[OSM-dev] Server-side data validation

Fri Jul 13 18:58:23 BST 2012

On Fri, Jul 13, 2012 at 07:27:25PM +0200, Paweł Paprota wrote:
> Today I have encountered a lot of bad data in my area - duplicated
> nodes/ways. These probably stem from an inexperienced user or faulty
> editor software when drawing building. I corrected a lot of this stuff,
> see changesets:
> 
> http://www.openstreetmap.org/browse/changeset/12208202
> http://www.openstreetmap.org/browse/changeset/12208389
> http://www.openstreetmap.org/browse/changeset/12208467
> http://www.openstreetmap.org/browse/changeset/12208498
> 
> As you can see, these changesets remove thousands of nodes/ways. I have
> done this using JOSM validators and "Fix it" option which automatically
> merges/deletes nodes that are duplicated.
> 
> That is all fine of course but this sparked a thought... why is this
> garbage data like this allowed into the database in the first place? Of
> course it can always be fixed client-side (JOSM, even some autobots) but
> why allow an unconnected untagged nodes or duplicated nodes, duplicated
> ways etc.?
> 
> I understand (though don't wholly agree...) the concept of having a very
> generic data model where anyone can push anything into the database but
> it would be trivial to implement some server-side validations for these
> cases (so that API throws errors and does not accept such data) and thus
> reduce client-side work by a very significant margin - i.e.
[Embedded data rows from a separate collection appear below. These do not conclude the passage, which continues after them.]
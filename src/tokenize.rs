use std::fmt::Debug;

/// Splits an input string into an ordered sequence of token strings. The
/// chunk parser and encoder never tokenize across a chunk boundary, so an
/// implementation only ever sees one plain-text run or one entity span at a
/// time. Implementations must be deterministic and side-effect free.
pub trait Tokenize: Debug {
    fn tokenize(&self, text: &str) -> Vec<String>;
}

/// Rule-based default tokenizer: whitespace splitting with leading and
/// trailing punctuation detached into tokens of their own. A full
/// linguistic tokenizer can be injected through the `Tokenize` trait
/// instead; this one is good enough for transcript text, which is mostly
/// lower-cased words with sentence punctuation.
#[derive(Debug, Default, Clone, Copy, PartialEq, Eq)]
pub struct WordTokenizer;

impl Tokenize for WordTokenizer {
    fn tokenize(&self, text: &str) -> Vec<String> {
        let mut tokens = Vec::new();
        for piece in text.split_whitespace() {
            split_piece(piece, &mut tokens);
        }
        tokens
    }
}

fn split_piece(piece: &str, tokens: &mut Vec<String>) {
    let chars: Vec<(usize, char)> = piece.char_indices().collect();
    let Some(first) = chars.iter().position(|(_, c)| !is_punctuation(*c)) else {
        // punctuation-only piece, one token per character
        tokens.extend(piece.chars().map(String::from));
        return;
    };
    let last = chars
        .iter()
        .rposition(|(_, c)| !is_punctuation(*c))
        .unwrap_or(first);
    for (_, c) in &chars[..first] {
        tokens.push(c.to_string());
    }
    let core_start = chars[first].0;
    let core_end = match chars.get(last + 1) {
        Some((i, _)) => *i,
        None => piece.len(),
    };
    tokens.push(piece[core_start..core_end].to_owned());
    for (_, c) in &chars[last + 1..] {
        tokens.push(c.to_string());
    }
}

fn is_punctuation(c: char) -> bool {
    matches!(
        c,
        '.' | ','
            | ':'
            | ';'
            | '!'
            | '?'
            | '('
            | ')'
            | '"'
            | '\''
            | '…'
            | '«'
            | '»'
            | '„'
            | '“'
            | '”'
    )
}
I could have
> been working on something more useful in that time than removing garbage
> data.
> 
> Server-side validation could be of course taken even further - OSM
> server could reject meaningless tag combinations etc. - basically JOSM
> validators on the "error" level should be implemented as server-side
> validators, some "warning" level validators possibly as well.
> 
> This would ensure data consistency and integrity at least a little
> bit... (of course first bad data would have to be pruned from existing
> database so that it is consistent with validation logic but that's for
> another discussion).
> 
> What is the current consensus within OSM dev community on this aspect of
> OSM architecture?

This is a difficult subject because it goes to the core of the way we do
things in OSM. Traditionally there have been very few checks in the server.
(Tag key/value length, max number of nodes in a way, ...) This allows us a
lot of flexibility, changes in the way we model the world are easier.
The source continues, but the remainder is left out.